Sammy Hagar chronology
| Montrose (1973) | Paper Money (1974) | Nine on a Ten Scale (1976) |

Singles from Paper Money
- "Paper Money" Released: September 1974; "Connection" Released: November 1974; "I Got the Fire" Released: March 1975 (Japan);

= Paper Money =

Paper Money is the second studio album by the American hard rock band Montrose, released on October 11, 1974, by Warner Bros. Records. It was produced by Ted Templeman and is the band's final recording with original vocalist Sammy Hagar.
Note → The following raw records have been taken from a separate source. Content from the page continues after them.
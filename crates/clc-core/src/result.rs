//! Convenience result type alias for clc.

use crate::error::AppError;

/// A specialized `Result` type for clc operations.
pub type AppResult<T> = Result<T, AppError>;
//! Rebuilds a sorted tree from the unordered stream of annotated groups.

use std::collections::HashMap;

use tokio::sync::mpsc;
use tokio_util::sync::CancellationToken;

use clc_entity::group::{NodeProjection, ReassembledNode, sibling_order};

use super::error::{ConsistencyError, WalkError};

/// Identity-keyed table of projections awaiting reassembly.
///
/// Owned by a single consumer; arrival order does not matter.
#[derive(Debug, Default)]
pub struct Reassembler {
    nodes: HashMap<String, NodeProjection>,
    duplicate: Option<String>,
}

impl Reassembler {
    /// Create an empty table.
    pub fn new() -> Self {
        Self::default()
    }

    /// Number of distinct groups received so far.
    pub fn len(&self) -> usize {
        self.nodes.len()
    }

    /// Check if nothing has been received.
    pub fn is_empty(&self) -> bool {
        self.nodes.is_empty()
    }

    /// Add a projection. A repeated id is remembered and reported by
    /// [`Reassembler::finish`].
    pub fn insert(&mut self, projection: NodeProjection) {
        if self.nodes.contains_key(&projection.id) {
            self.duplicate.get_or_insert_with(|| projection.id.clone());
            return;
        }
        self.nodes.insert(projection.id.clone(), projection);
    }

    /// Link every group under its parent and return the root.
    ///
    /// Siblings are placed by binary search so each child list is sorted by
    /// [`sibling_order`] as it is built.
    pub fn finish(mut self) -> Result<ReassembledNode, ConsistencyError> {
        if let Some(id) = self.duplicate {
            return Err(ConsistencyError::DuplicateId { id });
        }

        let mut roots: Vec<String> = self
            .nodes
            .values()
            .filter(|p| p.is_root())
            .map(|p| p.id.clone())
            .collect();
        roots.sort();
        let root_id = match roots.len() {
            0 => return Err(ConsistencyError::NoRoot),
            1 => roots.remove(0),
            _ => return Err(ConsistencyError::MultipleRoots { ids: roots }),
        };

        let mut children: HashMap<String, Vec<String>> = HashMap::new();
        for node in self.nodes.values().filter(|p| !p.is_root()) {
            if !self.nodes.contains_key(&node.parent_id) {
                return Err(ConsistencyError::MissingParent {
                    id: node.id.clone(),
                    parent_id: node.parent_id.clone(),
                });
            }

            let siblings = children.entry(node.parent_id.clone()).or_default();
            let pos = siblings
                .binary_search_by(|probe| {
                    let other = &self.nodes[probe];
                    sibling_order(order_key(other), order_key(node))
                })
                .unwrap_or_else(|pos| pos);
            siblings.insert(pos, node.id.clone());
        }

        let tree = assemble(&root_id, &mut self.nodes, &mut children)
            .ok_or(ConsistencyError::NoRoot)?;

        if !self.nodes.is_empty() {
            return Err(ConsistencyError::Detached {
                root: root_id,
                count: self.nodes.len(),
            });
        }

        Ok(tree)
    }
}

fn order_key(p: &NodeProjection) -> (&clc_entity::group::GroupType, &str, &str) {
    (&p.group_type, p.name.as_str(), p.id.as_str())
}

/// Build the subtree under `root_id`, consuming its entries from `nodes`.
///
/// Uses an explicit stack so arbitrarily deep chains cannot overflow.
fn assemble(
    root_id: &str,
    nodes: &mut HashMap<String, NodeProjection>,
    children: &mut HashMap<String, Vec<String>>,
) -> Option<ReassembledNode> {
    let root = nodes.remove(root_id)?;
    let mut stack = vec![(
        ReassembledNode::from_projection(root),
        children.remove(root_id).unwrap_or_default().into_iter(),
    )];

    loop {
        let (_, pending) = stack.last_mut()?;
        if let Some(child_id) = pending.next() {
            if let Some(projection) = nodes.remove(&child_id) {
                let grandchildren = children.remove(&child_id).unwrap_or_default();
                stack.push((
                    ReassembledNode::from_projection(projection),
                    grandchildren.into_iter(),
                ));
            }
            continue;
        }

        let (done, _) = stack.pop()?;
        match stack.last_mut() {
            Some((parent, _)) => parent.children.push(done),
            None => return Some(done),
        }
    }
}

/// Drain the processed stream into a [`Reassembler`].
///
/// Stops with [`WalkError::Cancelled`] as soon as `cancel` fires; no partial
/// table is returned.
pub async fn drain(
    mut rx: mpsc::Receiver<NodeProjection>,
    cancel: &CancellationToken,
) -> Result<Reassembler, WalkError> {
    let mut table = Reassembler::new();

    loop {
        let next = tokio::select! {
            biased;
            _ = cancel.cancelled() => {
                tracing::debug!(received = table.len(), "Reassembly stopped by cancellation");
                return Err(WalkError::Cancelled);
            }
            next = rx.recv() => next,
        };

        match next {
            Some(projection) => table.insert(projection),
            None => break,
        }
    }

    tracing::debug!(received = table.len(), "Reassembly input drained");
    Ok(table)
}
//! Client for the provider's v2 REST API.

use std::time::Duration;

use async_trait::async_trait;
use reqwest::StatusCode;
use serde::de::DeserializeOwned;
use tokio::sync::RwLock;

use clc_core::config::ApiConfig;
use clc_core::error::{AppError, ErrorKind};
use clc_core::result::AppResult;
use clc_entity::group::GroupNode;

use crate::source::GroupSource;
use crate::wire::{ApiGroup, Datacenter, LoginRequest, LoginResponse};

/// Bearer token and account alias obtained from a login.
#[derive(Debug, Clone)]
struct Session {
    account_alias: String,
    bearer_token: String,
}

/// Provider API client.
///
/// Logs in lazily on the first request and reuses the bearer token
/// afterwards. Safe to share between tasks behind an `Arc`.
#[derive(Debug)]
pub struct ApiClient {
    client: reqwest::Client,
    config: ApiConfig,
    session: RwLock<Option<Session>>,
}

impl ApiClient {
    /// Build a client from configuration.
    pub fn new(config: ApiConfig) -> AppResult<Self> {
        let client = reqwest::Client::builder()
            .user_agent(config.user_agent.clone())
            .connect_timeout(Duration::from_secs(config.connect_timeout_seconds))
            .timeout(Duration::from_secs(config.request_timeout_seconds))
            .build()
            .map_err(|e| {
                AppError::with_source(
                    ErrorKind::Configuration,
                    format!("Failed to build HTTP client: {e}"),
                    e,
                )
            })?;

        let config = ApiConfig {
            base_url: config.base_url.trim_end_matches('/').to_string(),
            ..config
        };

        Ok(Self {
            client,
            config,
            session: RwLock::new(None),
        })
    }

    fn url(&self, path: &str) -> String {
        format!("{}/{}", self.config.base_url, path.trim_start_matches('/'))
    }

    /// Authenticate with the configured credentials and keep the token.
    pub async fn login(&self) -> AppResult<()> {
        let mut slot = self.session.write().await;
        *slot = Some(self.authenticate().await?);
        Ok(())
    }

    async fn authenticate(&self) -> AppResult<Session> {
        let (Some(username), Some(password)) = (&self.config.username, &self.config.password)
        else {
            return Err(AppError::authentication(
                "API credentials missing: set api.username and api.password \
                 (or CLC__API__USERNAME / CLC__API__PASSWORD)",
            ));
        };

        tracing::debug!(username = %username, "Logging in to provider API");

        let res = self
            .client
            .post(self.url("v2/authentication/login"))
            .json(&LoginRequest { username, password })
            .send()
            .await
            .map_err(request_error)?;

        let login: LoginResponse = decode(res).await?;
        let account_alias = self
            .config
            .account_alias
            .clone()
            .unwrap_or(login.account_alias);

        tracing::info!(account = %account_alias, "Logged in to provider API");

        Ok(Session {
            account_alias,
            bearer_token: login.bearer_token,
        })
    }

    /// Current session, logging in first if there is none.
    ///
    /// The write lock is held across the login so concurrent callers wait
    /// for a single request instead of each authenticating.
    async fn session(&self) -> AppResult<Session> {
        if let Some(session) = self.session.read().await.as_ref() {
            return Ok(session.clone());
        }

        let mut slot = self.session.write().await;
        if let Some(session) = slot.as_ref() {
            return Ok(session.clone());
        }
        let session = self.authenticate().await?;
        *slot = Some(session.clone());
        Ok(session)
    }

    async fn get_json<T: DeserializeOwned>(&self, path: &str) -> AppResult<T> {
        let session = self.session().await?;
        let path = path.replace("{alias}", &session.account_alias);

        tracing::trace!(path = %path, "GET");

        let res = self
            .client
            .get(self.url(&path))
            .bearer_auth(&session.bearer_token)
            .send()
            .await
            .map_err(request_error)?;

        decode(res).await
    }

    /// Billing summary of a group, as returned by the API.
    pub async fn group_billing(&self, group_id: &str) -> AppResult<serde_json::Value> {
        self.get_json(&format!("v2/groups/{{alias}}/{group_id}/billing"))
            .await
    }
}

#[async_trait]
impl GroupSource for ApiClient {
    fn source_type(&self) -> &str {
        "api"
    }

    async fn fetch_group_hierarchy(&self, location: &str) -> AppResult<GroupNode> {
        if location.trim().is_empty() {
            return Err(AppError::validation("Location must not be empty"));
        }

        let dc: Datacenter = self
            .get_json(&format!("v2/datacenters/{{alias}}/{location}?groupLinks=true"))
            .await?;

        let root_id = dc.root_group_id().ok_or_else(|| {
            AppError::not_found(format!("Datacenter '{}' has no root hardware group", dc.id))
        })?;

        let root: ApiGroup = self
            .get_json(&format!("v2/groups/{{alias}}/{root_id}"))
            .await?;
        let root = GroupNode::from(root);

        tracing::debug!(
            datacenter = %dc.id,
            root = %root.id,
            groups = root.group_count(),
            "Fetched group hierarchy"
        );
        Ok(root)
    }
}

fn request_error(err: reqwest::Error) -> AppError {
    let kind = if err.is_timeout() {
        ErrorKind::Timeout
    } else {
        ErrorKind::ExternalService
    };
    AppError::with_source(kind, format!("API request failed: {err}"), err)
}

async fn decode<T: DeserializeOwned>(res: reqwest::Response) -> AppResult<T> {
    let status = res.status();
    if !status.is_success() {
        let body = res.text().await.unwrap_or_default();
        let message = format!("API returned {status}: {body}");
        return Err(match status {
            StatusCode::UNAUTHORIZED | StatusCode::FORBIDDEN => AppError::authentication(message),
            StatusCode::NOT_FOUND => AppError::not_found(message),
            _ => AppError::external(message),
        });
    }

    let bytes = res.bytes().await.map_err(request_error)?;
    Ok(serde_json::from_slice(&bytes)?)
}
//! clc CLI entry point.

use clap::Parser;
use tracing_subscriber::{EnvFilter, fmt};

mod commands;
mod output;

use clc_core::config::{AppConfig, LoggingConfig};
use commands::Cli;

#[tokio::main]
async fn main() {
    let cli = Cli::parse();

    let config = match AppConfig::load(cli.config.as_deref()) {
        Ok(c) => c,
        Err(e) => {
            eprintln!("Failed to load configuration: {}", e);
            std::process::exit(1);
        }
    };

    init_logging(&config.logging);

    if let Err(e) = cli.execute(config).await {
        eprintln!("Error: {}", e);
        std::process::exit(1);
    }
}

/// Initialize tracing/logging
fn init_logging(config: &LoggingConfig) {
    let filter =
        EnvFilter::try_from_default_env().unwrap_or_else(|_| EnvFilter::new(&config.level));

    match config.format.as_str() {
        "json" => {
            fmt()
                .json()
                .with_env_filter(filter)
                .with_target(true)
                .with_writer(std::io::stderr)
                .init();
        }
        _ => {
            fmt()
                .with_env_filter(filter)
                .with_target(false)
                .with_writer(std::io::stderr)
                .init();
        }
    }
}
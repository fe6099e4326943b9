//! Input hierarchy as delivered by the provider.

use serde::{Deserialize, Serialize};
use std::convert::Infallible;
use std::fmt;
use std::str::FromStr;

/// Tag distinguishing ordinary user folders from system folders.
///
/// Every tag other than `default` is a *special* type. Special groups are
/// listed ahead of ordinary ones.
#[derive(Debug, Clone, Default, PartialEq, Eq, Hash, Serialize, Deserialize)]
#[serde(from = "String", into = "String")]
pub enum GroupType {
    /// An ordinary user folder.
    #[default]
    Default,
    /// The system archive folder.
    Archive,
    /// The system template folder.
    Template,
    /// Any tag this crate has no name for.
    Other(String),
}

impl GroupType {
    /// Check if this is anything but an ordinary folder.
    pub fn is_special(&self) -> bool {
        !matches!(self, Self::Default)
    }

    /// Return the wire tag.
    pub fn as_str(&self) -> &str {
        match self {
            Self::Default => "default",
            Self::Archive => "archive",
            Self::Template => "template",
            Self::Other(tag) => tag,
        }
    }
}

impl fmt::Display for GroupType {
    fn fmt(&self, f: &mut fmt::Formatter<'_>) -> fmt::Result {
        write!(f, "{}", self.as_str())
    }
}

impl FromStr for GroupType {
    type Err = Infallible;

    fn from_str(s: &str) -> Result<Self, Self::Err> {
        Ok(match s.to_lowercase().as_str() {
            "default" | "" => Self::Default,
            "archive" => Self::Archive,
            "template" => Self::Template,
            _ => Self::Other(s.to_string()),
        })
    }
}

impl From<String> for GroupType {
    fn from(s: String) -> Self {
        match s.parse() {
            Ok(t) => t,
            Err(never) => match never {},
        }
    }
}

impl From<GroupType> for String {
    fn from(t: GroupType) -> Self {
        t.as_str().to_string()
    }
}

/// A hardware group: a folder of servers and sub-groups.
///
/// Children are owned by their parent; the hierarchy is a single-rooted
/// tree and `id` is unique across all of it.
#[derive(Debug, Clone, PartialEq, Eq, Serialize, Deserialize)]
#[serde(rename_all = "camelCase")]
pub struct GroupNode {
    /// Opaque group identifier.
    pub id: String,
    /// Display name.
    pub name: String,
    /// Folder kind.
    #[serde(rename = "type", default)]
    pub group_type: GroupType,
    /// Child groups, in provider order.
    #[serde(default)]
    pub groups: Vec<GroupNode>,
    /// Servers directly inside this group.
    #[serde(default)]
    pub server_ids: Vec<String>,
}

impl GroupNode {
    /// Create a childless, serverless group.
    pub fn new(id: impl Into<String>, name: impl Into<String>, group_type: GroupType) -> Self {
        Self {
            id: id.into(),
            name: name.into(),
            group_type,
            groups: Vec::new(),
            server_ids: Vec::new(),
        }
    }

    /// Append a child group.
    pub fn with_child(mut self, child: GroupNode) -> Self {
        self.groups.push(child);
        self
    }

    /// Set the directly contained servers.
    pub fn with_servers<I, S>(mut self, servers: I) -> Self
    where
        I: IntoIterator<Item = S>,
        S: Into<String>,
    {
        self.server_ids = servers.into_iter().map(Into::into).collect();
        self
    }

    /// Number of groups in this subtree, including `self`.
    pub fn group_count(&self) -> usize {
        1 + self.groups.iter().map(GroupNode::group_count).sum::<usize>()
    }
}
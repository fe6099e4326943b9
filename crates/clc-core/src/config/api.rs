//! Provider API connection settings.

use serde::{Deserialize, Serialize};

/// Settings for talking to the provider's REST API.
#[derive(Debug, Clone, Serialize, Deserialize)]
pub struct ApiConfig {
    /// Base URL of the API, without a trailing slash.
    #[serde(default = "default_base_url")]
    pub base_url: String,
    /// Login user name.
    #[serde(default)]
    pub username: Option<String>,
    /// Login password.
    #[serde(default)]
    pub password: Option<String>,
    /// Account alias override. When unset the alias returned by login is used.
    #[serde(default)]
    pub account_alias: Option<String>,
    /// TCP connect timeout in seconds.
    #[serde(default = "default_connect_timeout")]
    pub connect_timeout_seconds: u64,
    /// Whole-request timeout in seconds.
    #[serde(default = "default_request_timeout")]
    pub request_timeout_seconds: u64,
    /// User-Agent header sent with every request.
    #[serde(default = "default_user_agent")]
    pub user_agent: String,
}

impl ApiConfig {
    /// Returns a copy safe to print, with the password masked.
    pub fn redacted(&self) -> Self {
        Self {
            password: self.password.as_ref().map(|_| "********".to_string()),
            ..self.clone()
        }
    }
}

impl Default for ApiConfig {
    fn default() -> Self {
        Self {
            base_url: default_base_url(),
            username: None,
            password: None,
            account_alias: None,
            connect_timeout_seconds: default_connect_timeout(),
            request_timeout_seconds: default_request_timeout(),
            user_agent: default_user_agent(),
        }
    }
}

fn default_base_url() -> String {
    "https://api.ctl.io".to_string()
}

fn default_connect_timeout() -> u64 {
    15
}

fn default_request_timeout() -> u64 {
    60
}

fn default_user_agent() -> String {
    format!("clc/{}", env!("CARGO_PKG_VERSION"))
}
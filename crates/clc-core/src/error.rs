//! Unified application error types for clc.
//!
//! All crates map their internal errors into [`AppError`] for consistent
//! propagation through the ? operator.

use std::fmt;
use thiserror::Error;

/// Top-level error kind categorization used across the entire workspace.
#[derive(Debug, Clone, Copy, PartialEq, Eq, Hash, serde::Serialize, serde::Deserialize)]
pub enum ErrorKind {
    /// The requested resource was not found.
    NotFound,
    /// Authentication against the API failed.
    Authentication,
    /// Input validation failed.
    Validation,
    /// An internal error occurred.
    Internal,
    /// A configuration error occurred.
    Configuration,
    /// A serialization/deserialization error occurred.
    Serialization,
    /// Local file I/O failed.
    Io,
    /// The remote API returned an error or could not be reached.
    ExternalService,
    /// A group tree violated its structural invariants.
    Consistency,
    /// The operation was cancelled by the caller.
    Cancelled,
    /// The operation ran past its deadline.
    Timeout,
}

impl fmt::Display for ErrorKind {
    fn fmt(&self, f: &mut fmt::Formatter<'_>) -> fmt::Result {
        match self {
            Self::NotFound => write!(f, "NOT_FOUND"),
            Self::Authentication => write!(f, "AUTHENTICATION"),
            Self::Validation => write!(f, "VALIDATION"),
            Self::Internal => write!(f, "INTERNAL"),
            Self::Configuration => write!(f, "CONFIGURATION"),
            Self::Serialization => write!(f, "SERIALIZATION"),
            Self::Io => write!(f, "IO"),
            Self::ExternalService => write!(f, "EXTERNAL_SERVICE"),
            Self::Consistency => write!(f, "CONSISTENCY"),
            Self::Cancelled => write!(f, "CANCELLED"),
            Self::Timeout => write!(f, "TIMEOUT"),
        }
    }
}

/// The unified application error used throughout clc.
///
/// Crate-specific errors are mapped into `AppError` using `From` impls
/// or explicit `.map_err()` calls.
#[derive(Debug, Error)]
#[error("{kind}: {message}")]
pub struct AppError {
    /// The category of error.
    pub kind: ErrorKind,
    /// A human-readable error message.
    pub message: String,
    /// Optional underlying cause.
    #[source]
    pub source: Option<Box<dyn std::error::Error + Send + Sync>>,
}

impl AppError {
    /// Create a new application error.
    pub fn new(kind: ErrorKind, message: impl Into<String>) -> Self {
        Self {
            kind,
            message: message.into(),
            source: None,
        }
    }

    /// Create a new application error with an underlying cause.
    pub fn with_source(
        kind: ErrorKind,
        message: impl Into<String>,
        source: impl std::error::Error + Send + Sync + 'static,
    ) -> Self {
        Self {
            kind,
            message: message.into(),
            source: Some(Box::new(source)),
        }
    }

    /// Create a not-found error.
    pub fn not_found(message: impl Into<String>) -> Self {
        Self::new(ErrorKind::NotFound, message)
    }

    /// Create an authentication error.
    pub fn authentication(message: impl Into<String>) -> Self {
        Self::new(ErrorKind::Authentication, message)
    }

    /// Create a validation error.
    pub fn validation(message: impl Into<String>) -> Self {
        Self::new(ErrorKind::Validation, message)
    }

    /// Create an internal error.
    pub fn internal(message: impl Into<String>) -> Self {
        Self::new(ErrorKind::Internal, message)
    }

    /// Create a configuration error.
    pub fn configuration(message: impl Into<String>) -> Self {
        Self::new(ErrorKind::Configuration, message)
    }

    /// Create an external-service error.
    pub fn external(message: impl Into<String>) -> Self {
        Self::new(ErrorKind::ExternalService, message)
    }

    /// Create a consistency error.
    pub fn consistency(message: impl Into<String>) -> Self {
        Self::new(ErrorKind::Consistency, message)
    }

    /// Create a cancellation error.
    pub fn cancelled(message: impl Into<String>) -> Self {
        Self::new(ErrorKind::Cancelled, message)
    }

    /// Create a timeout error.
    pub fn timeout(message: impl Into<String>) -> Self {
        Self::new(ErrorKind::Timeout, message)
    }
}

impl Clone for AppError {
    fn clone(&self) -> Self {
        Self {
            kind: self.kind,
            message: self.message.clone(),
            source: None,
        }
    }
}

impl From<serde_json::Error> for AppError {
    fn from(err: serde_json::Error) -> Self {
        Self::with_source(
            ErrorKind::Serialization,
            format!("JSON serialization error: {err}"),
            err,
        )
    }
}

impl From<std::io::Error> for AppError {
    fn from(err: std::io::Error) -> Self {
        Self::with_source(ErrorKind::Io, format!("I/O error: {err}"), err)
    }
}

impl From<config::ConfigError> for AppError {
    fn from(err: config::ConfigError) -> Self {
        Self::with_source(
            ErrorKind::Configuration,
            format!("Configuration error: {err}"),
            err,
        )
    }
}
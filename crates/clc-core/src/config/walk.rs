//! Group walk engine settings.

use serde::{Deserialize, Serialize};
use validator::Validate;

/// Tuning knobs for the concurrent group walk.
#[derive(Debug, Clone, Validate, Serialize, Deserialize)]
pub struct WalkConfig {
    /// Maximum number of annotation callbacks running at once.
    #[serde(default = "default_worker_count")]
    #[validate(range(min = 1, max = 256))]
    pub worker_count: usize,
    /// Buffer size of the channels between the walk stages.
    #[serde(default = "default_channel_capacity")]
    #[validate(range(min = 1, max = 65536))]
    pub channel_capacity: usize,
    /// Optional deadline for a whole walk, in seconds.
    #[serde(default)]
    #[validate(range(min = 1))]
    pub deadline_seconds: Option<u64>,
}

impl Default for WalkConfig {
    fn default() -> Self {
        Self {
            worker_count: default_worker_count(),
            channel_capacity: default_channel_capacity(),
            deadline_seconds: None,
        }
    }
}

fn default_worker_count() -> usize {
    20
}

fn default_channel_capacity() -> usize {
    64
}
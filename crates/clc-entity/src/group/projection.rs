//! Flattened per-node record produced while walking a hierarchy.

use std::collections::BTreeMap;

use serde::{Deserialize, Serialize};

use super::node::{GroupNode, GroupType};

/// One group, detached from its children, with an explicit parent link.
///
/// The parent is referenced by id; the root has an empty `parent_id`.
/// Annotation callbacks attach extra data through `annotations`.
#[derive(Debug, Clone, PartialEq, Serialize, Deserialize)]
pub struct NodeProjection {
    /// Group identifier.
    pub id: String,
    /// Display name.
    pub name: String,
    /// Folder kind.
    pub group_type: GroupType,
    /// Identifier of the parent group, empty for the root.
    pub parent_id: String,
    /// Servers directly inside this group.
    pub server_ids: Vec<String>,
    /// Data attached by annotation callbacks.
    #[serde(default)]
    pub annotations: BTreeMap<String, serde_json::Value>,
}

impl NodeProjection {
    /// Project a single group, ignoring its children.
    pub fn from_node(node: &GroupNode, parent_id: &str) -> Self {
        Self {
            id: node.id.clone(),
            name: node.name.clone(),
            group_type: node.group_type.clone(),
            parent_id: parent_id.to_string(),
            server_ids: node.server_ids.clone(),
            annotations: BTreeMap::new(),
        }
    }

    /// Check if this projection is the hierarchy root.
    pub fn is_root(&self) -> bool {
        self.parent_id.is_empty()
    }

    /// Attach or replace an annotation.
    pub fn annotate(&mut self, key: impl Into<String>, value: impl Into<serde_json::Value>) {
        self.annotations.insert(key.into(), value.into());
    }
}
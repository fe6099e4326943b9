//! Hardware group CLI commands.

use std::path::PathBuf;
use std::sync::Arc;
use std::time::Duration;

use clap::{Args, Subcommand};
use serde::Serialize;
use tabled::Tabled;

use crate::output::{self, OutputFormat};
use clc_client::{ApiClient, GroupSource, JsonFileSource};
use clc_core::config::AppConfig;
use clc_core::error::AppError;
use clc_entity::group::ReassembledNode;
use clc_service::{
    BillingAnnotator, GroupWalker, NodeAnnotator, ServerCountAnnotator, WalkOptions,
};

/// Arguments for group commands
#[derive(Debug, Args)]
pub struct GroupArgs {
    /// Group subcommand
    #[command(subcommand)]
    pub command: GroupCommand,
}

/// Where to read a hierarchy from and how to walk it
#[derive(Debug, Args)]
pub struct FetchArgs {
    /// Datacenter location alias, e.g. WA1
    #[arg(short, long)]
    pub location: String,
    /// Read the hierarchy from an exported JSON file instead of the API
    #[arg(short, long)]
    pub source_file: Option<PathBuf>,
    /// Concurrent annotation workers, 1 to 256 (defaults to walk.worker_count)
    #[arg(short, long, value_parser = clap::value_parser!(u16).range(1..=256))]
    pub workers: Option<u16>,
    /// Give up on fetch and walk after this many seconds (defaults to walk.deadline_seconds)
    #[arg(short, long, value_parser = clap::value_parser!(u64).range(1..))]
    pub timeout_seconds: Option<u64>,
    /// Attach each group's billing summary (requires API credentials)
    #[arg(long)]
    pub billing: bool,
}

/// Group subcommands
#[derive(Debug, Subcommand)]
pub enum GroupCommand {
    /// Show the group hierarchy as a tree
    Tree(FetchArgs),
    /// List every group with its depth and server count
    List(FetchArgs),
    /// Save the raw hierarchy as JSON for later use with --source-file
    Export {
        /// Datacenter location alias, e.g. WA1
        #[arg(short, long)]
        location: String,
        /// Output file
        #[arg(short, long)]
        output: PathBuf,
    },
}

/// Group display row
#[derive(Debug, Serialize, Tabled)]
struct GroupRow {
    /// Group ID
    id: String,
    /// Name, indented by depth
    name: String,
    /// Type
    #[tabled(rename = "type")]
    group_type: String,
    /// Depth
    depth: usize,
    /// Servers directly inside
    servers: usize,
}

/// Execute group commands
pub async fn execute(
    args: &GroupArgs,
    config: &AppConfig,
    format: OutputFormat,
) -> Result<(), AppError> {
    match &args.command {
        GroupCommand::Tree(fetch) => {
            let tree = fetch_tree(fetch, config).await?;
            match format {
                OutputFormat::Table => print!("{}", output::render_tree(&tree)),
                OutputFormat::Json => output::print_json(&tree),
            }
        }
        GroupCommand::List(fetch) => {
            let tree = fetch_tree(fetch, config).await?;
            let rows: Vec<GroupRow> = tree
                .iter_with_depth()
                .map(|(depth, node)| GroupRow {
                    id: node.id.clone(),
                    name: format!("{}{}", "  ".repeat(depth), node.name),
                    group_type: node.group_type.to_string(),
                    depth,
                    servers: node.server_ids.len(),
                })
                .collect();
            output::print_list(&rows, format);
        }
        GroupCommand::Export { location, output: path } => {
            let client = ApiClient::new(config.api.clone())?;
            let root = client.fetch_group_hierarchy(location).await?;
            let json = serde_json::to_vec_pretty(&root)?;
            tokio::fs::write(path, json).await?;
            output::print_success(&format!(
                "Exported {} groups of {} to {}",
                root.group_count(),
                location,
                path.display()
            ));
        }
    }

    Ok(())
}

/// Fetch a hierarchy and run it through the walk engine
async fn fetch_tree(args: &FetchArgs, config: &AppConfig) -> Result<ReassembledNode, AppError> {
    let mut options = WalkOptions::from_config(&config.walk);
    if let Some(workers) = args.workers {
        options = options.with_worker_count(usize::from(workers));
    }
    if let Some(secs) = args.timeout_seconds {
        options = options.with_deadline(Duration::from_secs(secs));
    }

    let client = if args.billing || args.source_file.is_none() {
        Some(Arc::new(ApiClient::new(config.api.clone())?))
    } else {
        None
    };

    let source: Arc<dyn GroupSource> = match (&args.source_file, &client) {
        (Some(path), _) => Arc::new(JsonFileSource::new(path)),
        (None, Some(client)) => client.clone(),
        (None, None) => return Err(AppError::internal("No group source available")),
    };

    let annotator: Arc<dyn NodeAnnotator> = match (&client, args.billing) {
        (Some(client), true) => Arc::new(BillingAnnotator::new(Arc::clone(client))),
        _ => Arc::new(ServerCountAnnotator),
    };

    let walker = GroupWalker::new(options).with_annotator(annotator);
    tracing::debug!(?walker, location = %args.location, "Walking group hierarchy");

    let cancel = super::interrupt_token();
    walker
        .fetch_and_walk(&cancel, source.as_ref(), &args.location)
        .await
}
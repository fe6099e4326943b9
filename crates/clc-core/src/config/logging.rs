//! Logging configuration.

use serde::{Deserialize, Serialize};

/// Logging and tracing configuration.
#[derive(Debug, Clone, Serialize, Deserialize)]
pub struct LoggingConfig {
    /// Log level: `"trace"`, `"debug"`, `"info"`, `"warn"`, `"error"`.
    #[serde(default = "default_level")]
    pub level: String,
    /// Log format: `"json"` or `"pretty"`.
    #[serde(default = "default_format")]
    pub format: String,
}

impl Default for LoggingConfig {
    fn default() -> Self {
        Self {
            level: default_level(),
            format: default_format(),
        }
    }
}

fn default_level() -> String {
    "warn".to_string()
}

fn default_format() -> String {
    "pretty".to_string()
}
It marks the arrival of new bass player Alan Fitzgerald, replacing original bassist Bill Church.

Professional ratings
Review scores
| Source | Rating |
| AllMusic | Star |
| Collector's Guide to Heavy Metal | 6/10 |

==History==
Paper Money was the band's highest-charting release, reaching No. 65 on the Billboard 200. To promote the album, the band appeared live on The Midnight Special television show, performing "Paper Money" and "I Got the Fire".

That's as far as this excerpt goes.